───── RECORDS TO USE

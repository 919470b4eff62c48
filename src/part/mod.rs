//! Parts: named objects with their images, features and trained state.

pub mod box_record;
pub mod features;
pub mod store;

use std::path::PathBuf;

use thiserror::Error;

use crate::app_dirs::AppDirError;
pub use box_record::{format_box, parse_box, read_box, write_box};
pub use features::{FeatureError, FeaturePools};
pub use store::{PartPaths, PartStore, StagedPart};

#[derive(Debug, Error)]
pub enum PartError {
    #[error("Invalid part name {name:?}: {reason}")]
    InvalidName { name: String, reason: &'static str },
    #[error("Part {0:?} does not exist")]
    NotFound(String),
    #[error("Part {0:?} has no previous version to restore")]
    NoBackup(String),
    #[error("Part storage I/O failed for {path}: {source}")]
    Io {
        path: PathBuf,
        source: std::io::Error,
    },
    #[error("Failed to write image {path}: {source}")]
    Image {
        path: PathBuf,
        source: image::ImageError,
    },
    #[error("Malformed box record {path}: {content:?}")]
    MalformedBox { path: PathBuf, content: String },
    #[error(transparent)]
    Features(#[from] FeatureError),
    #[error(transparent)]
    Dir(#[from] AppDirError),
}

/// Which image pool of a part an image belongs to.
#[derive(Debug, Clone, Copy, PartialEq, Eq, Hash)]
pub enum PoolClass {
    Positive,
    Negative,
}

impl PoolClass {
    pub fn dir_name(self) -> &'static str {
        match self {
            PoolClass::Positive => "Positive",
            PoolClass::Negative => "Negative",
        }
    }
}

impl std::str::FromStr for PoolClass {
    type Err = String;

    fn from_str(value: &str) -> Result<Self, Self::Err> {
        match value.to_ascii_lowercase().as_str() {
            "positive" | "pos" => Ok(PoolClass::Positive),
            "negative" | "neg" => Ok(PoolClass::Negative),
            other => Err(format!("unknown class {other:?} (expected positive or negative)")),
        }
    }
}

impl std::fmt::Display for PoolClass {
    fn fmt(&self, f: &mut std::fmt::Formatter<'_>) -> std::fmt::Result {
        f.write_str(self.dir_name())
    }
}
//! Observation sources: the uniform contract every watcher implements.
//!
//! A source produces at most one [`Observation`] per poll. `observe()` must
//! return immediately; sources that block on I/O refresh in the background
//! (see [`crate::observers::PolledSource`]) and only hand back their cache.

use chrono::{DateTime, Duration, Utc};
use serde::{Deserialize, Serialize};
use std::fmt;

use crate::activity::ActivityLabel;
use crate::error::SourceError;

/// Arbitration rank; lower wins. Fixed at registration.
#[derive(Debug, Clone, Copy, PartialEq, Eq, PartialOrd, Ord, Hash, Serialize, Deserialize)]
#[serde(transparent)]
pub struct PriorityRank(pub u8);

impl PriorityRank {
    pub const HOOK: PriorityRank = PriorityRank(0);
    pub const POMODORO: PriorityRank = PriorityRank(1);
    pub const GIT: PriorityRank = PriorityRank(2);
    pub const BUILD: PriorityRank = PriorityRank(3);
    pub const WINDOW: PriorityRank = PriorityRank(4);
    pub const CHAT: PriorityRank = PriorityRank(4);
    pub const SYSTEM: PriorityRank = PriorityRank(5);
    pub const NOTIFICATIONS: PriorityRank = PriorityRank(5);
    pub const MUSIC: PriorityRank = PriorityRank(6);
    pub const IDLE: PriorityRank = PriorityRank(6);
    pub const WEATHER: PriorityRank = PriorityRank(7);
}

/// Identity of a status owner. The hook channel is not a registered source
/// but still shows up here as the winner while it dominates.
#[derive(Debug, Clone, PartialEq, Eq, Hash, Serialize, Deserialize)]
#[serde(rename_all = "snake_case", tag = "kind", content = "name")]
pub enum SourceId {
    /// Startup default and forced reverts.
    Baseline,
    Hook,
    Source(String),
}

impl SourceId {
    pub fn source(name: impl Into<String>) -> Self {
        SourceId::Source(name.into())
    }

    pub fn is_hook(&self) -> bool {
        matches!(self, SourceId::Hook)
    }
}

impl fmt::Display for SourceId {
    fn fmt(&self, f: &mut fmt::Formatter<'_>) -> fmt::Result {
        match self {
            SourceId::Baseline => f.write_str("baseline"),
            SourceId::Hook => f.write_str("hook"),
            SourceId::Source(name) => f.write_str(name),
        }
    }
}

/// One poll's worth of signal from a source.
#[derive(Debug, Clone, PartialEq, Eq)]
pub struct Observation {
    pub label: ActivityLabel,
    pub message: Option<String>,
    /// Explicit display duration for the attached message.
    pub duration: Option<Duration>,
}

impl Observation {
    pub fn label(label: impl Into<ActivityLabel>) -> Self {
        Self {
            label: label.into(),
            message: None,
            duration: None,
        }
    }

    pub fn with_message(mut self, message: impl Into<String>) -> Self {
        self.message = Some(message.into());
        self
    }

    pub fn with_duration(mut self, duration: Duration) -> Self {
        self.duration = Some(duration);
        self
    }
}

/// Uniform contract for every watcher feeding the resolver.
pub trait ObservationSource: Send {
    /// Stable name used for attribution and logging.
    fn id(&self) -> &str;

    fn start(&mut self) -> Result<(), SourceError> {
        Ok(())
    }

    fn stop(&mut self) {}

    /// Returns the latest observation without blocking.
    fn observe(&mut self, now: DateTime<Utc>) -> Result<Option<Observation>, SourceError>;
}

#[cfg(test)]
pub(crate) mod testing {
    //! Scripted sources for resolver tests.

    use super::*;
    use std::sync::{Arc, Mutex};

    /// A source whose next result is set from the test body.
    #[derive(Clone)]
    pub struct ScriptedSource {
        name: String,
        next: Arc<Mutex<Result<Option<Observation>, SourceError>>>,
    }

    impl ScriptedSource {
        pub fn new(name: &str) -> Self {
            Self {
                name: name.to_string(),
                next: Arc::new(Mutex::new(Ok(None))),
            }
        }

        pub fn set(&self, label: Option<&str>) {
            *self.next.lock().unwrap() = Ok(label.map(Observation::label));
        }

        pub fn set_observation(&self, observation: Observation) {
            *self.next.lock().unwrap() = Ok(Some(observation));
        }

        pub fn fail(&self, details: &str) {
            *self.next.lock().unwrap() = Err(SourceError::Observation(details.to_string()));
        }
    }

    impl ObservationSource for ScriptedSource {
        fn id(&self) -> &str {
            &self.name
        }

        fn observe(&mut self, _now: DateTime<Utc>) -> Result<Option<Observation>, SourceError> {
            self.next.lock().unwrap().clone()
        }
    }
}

──────────

*ACTIVITY*
An acceptable answer repeats every entry exactly, with nothing omitted.

*OUTPUT OF THE TASK*
repository 919470b4eff62c48
filename src/part/mod.rs
//! Parts: named objects with their images, features and trained state.

pub mod box_record;
pub mod features;
pub mod store;

use std::path::PathBuf;

use thiserror::Error;

use crate::app_dirs::AppDirError;
pub use box_record::{format_box, parse_box, read_box, write_box};
pub use features::{FeatureError, FeaturePools};
pub use store::{PartPaths, PartStore, StagedPart};

#[derive(Debug, Error)]
pub enum PartError {
    #[error("Invalid part name {name:?}: {reason}")]
    InvalidName { name: String, reason: &'static str },
    #[error("Part {0:?} does not exist")]
    NotFound(String),
    #[error("Part {0:?} has no previous version to restore")]
    NoBackup(String),
    #[error("Part storage I/O failed for {path}: {source}")]
    Io {
        path: PathBuf,
        source: std::io::Error,
    },
    #[error("Failed to write image {path}: {source}")]
    Image {
        path: PathBuf,
        source: image::ImageError,
    },
    #[error("Malformed box record {path}: {content:?}")]
    MalformedBox { path: PathBuf, content: String },
    #[error(transparent)]
    Features(#[from] FeatureError),
    #[error(transparent)]
    Dir(#[from] AppDirError),
}

/// Which image pool of a part an image belongs to.
#[derive(Debug, Clone, Copy, PartialEq, Eq, Hash)]
pub enum PoolClass {
    Positive,
    Negative,
}

impl PoolClass {
    pub fn dir_name(self) -> &'static str {
        match self {
            PoolClass::Positive => "Positive",
            PoolClass::Negative => "Negative",
        }
    }
}

impl std::str::FromStr for PoolClass {
    type Err = String;

    fn from_str(value: &str) -> Result<Self, Self::Err> {
        match value.to_ascii_lowercase().as_str() {
            "positive" | "pos" => Ok(PoolClass::Positive),
            "negative" | "neg" => Ok(PoolClass::Negative),
            other => Err(format!("unknown class {other:?} (expected positive or negative)")),
        }
    }
}

impl std::fmt::Display for PoolClass {
    fn fmt(&self, f: &mut std::fmt::Formatter<'_>) -> std::fmt::Result {
        f.write_str(self.dir_name())
    }
}
//! Observation sources: the uniform contract every watcher implements.
//!
//! A source produces at most one [`Observation`] per poll. `observe()` must
//! return immediately; sources that block on I/O refresh in the background
//! (see [`crate::observers::PolledSource`]) and only hand back their cache.

use chrono::{DateTime, Duration, Utc};
use serde::{Deserialize, Serialize};
use std::fmt;

use crate::activity::ActivityLabel;
use crate::error::SourceError;

/// Arbitration rank; lower wins. Fixed at registration.
#[derive(Debug, Clone, Copy, PartialEq, Eq, PartialOrd, Ord, Hash, Serialize, Deserialize)]
#[serde(transparent)]
pub struct PriorityRank(pub u8);

impl PriorityRank {
    pub const HOOK: PriorityRank = PriorityRank(0);
    pub const POMODORO: PriorityRank = PriorityRank(1);
    pub const GIT: PriorityRank = PriorityRank(2);
    pub const BUILD: PriorityRank = PriorityRank(3);
    pub const WINDOW: PriorityRank = PriorityRank(4);
    pub const CHAT: PriorityRank = PriorityRank(4);
    pub const SYSTEM: PriorityRank = PriorityRank(5);
    pub const NOTIFICATIONS: PriorityRank = PriorityRank(5);
    pub const MUSIC: PriorityRank = PriorityRank(6);
    pub const IDLE: PriorityRank = PriorityRank(6);
    pub const WEATHER: PriorityRank = PriorityRank(7);
}

/// Identity of a status owner. The hook channel is not a registered source
/// but still shows up here as the winner while it dominates.
#[derive(Debug, Clone, PartialEq, Eq, Hash, Serialize, Deserialize)]
#[serde(rename_all = "snake_case", tag = "kind", content = "name")]
pub enum SourceId {
    /// Startup default and forced reverts.
    Baseline,
    Hook,
    Source(String),
}

impl SourceId {
    pub fn source(name: impl Into<String>) -> Self {
        SourceId::Source(name.into())
    }

    pub fn is_hook(&self) -> bool {
        matches!(self, SourceId::Hook)
    }
}

impl fmt::Display for SourceId {
    fn fmt(&self, f: &mut fmt::Formatter<'_>) -> fmt::Result {
        match self {
            SourceId::Baseline => f.write_str("baseline"),
            SourceId::Hook => f.write_str("hook"),
            SourceId::Source(name) => f.write_str(name),
        }
    }
}

/// One poll's worth of signal from a source.
#[derive(Debug, Clone, PartialEq, Eq)]
pub struct Observation {
    pub label: ActivityLabel,
    pub message: Option<String>,
    /// Explicit display duration for the attached message.
    pub duration: Option<Duration>,
}

impl Observation {
    pub fn label(label: impl Into<ActivityLabel>) -> Self {
        Self {
            label: label.into(),
            message: None,
            duration: None,
        }
    }

    pub fn with_message(mut self, message: impl Into<String>) -> Self {
        self.message = Some(message.into());
        self
    }

    pub fn with_duration(mut self, duration: Duration) -> Self {
        self.duration = Some(duration);
        self
    }
}

/// Uniform contract for every watcher feeding the resolver.
pub trait ObservationSource: Send {
    /// Stable name used for attribution and logging.
    fn id(&self) -> &str;

    fn start(&mut self) -> Result<(), SourceError> {
        Ok(())
    }

    fn stop(&mut self) {}

    /// Returns the latest observation without blocking.
    fn observe(&mut self, now: DateTime<Utc>) -> Result<Option<Observation>, SourceError>;
}

#[cfg(test)]
pub(crate) mod testing {
    //! Scripted sources for resolver tests.

    use super::*;
    use std::sync::{Arc, Mutex};

    /// A source whose next result is set from the test body.
    #[derive(Clone)]
    pub struct ScriptedSource {
        name: String,
        next: Arc<Mutex<Result<Option<Observation>, SourceError>>>,
    }

    impl ScriptedSource {
        pub fn new(name: &str) -> Self {
            Self {
                name: name.to_string(),
                next: Arc::new(Mutex::new(Ok(None))),
            }
        }

        pub fn set(&self, label: Option<&str>) {
            *self.next.lock().unwrap() = Ok(label.map(Observation::label));
        }

        pub fn set_observation(&self, observation: Observation) {
            *self.next.lock().unwrap() = Ok(Some(observation));
        }

        pub fn fail(&self, details: &str) {
            *self.next.lock().unwrap() = Err(SourceError::Observation(details.to_string()));
        }
    }

    impl ObservationSource for ScriptedSource {
        fn id(&self) -> &str {
            &self.name
        }

        fn observe(&mut self, _now: DateTime<Utc>) -> Result<Option<Observation>, SourceError> {
            self.next.lock().unwrap().clone()
        }
    }
}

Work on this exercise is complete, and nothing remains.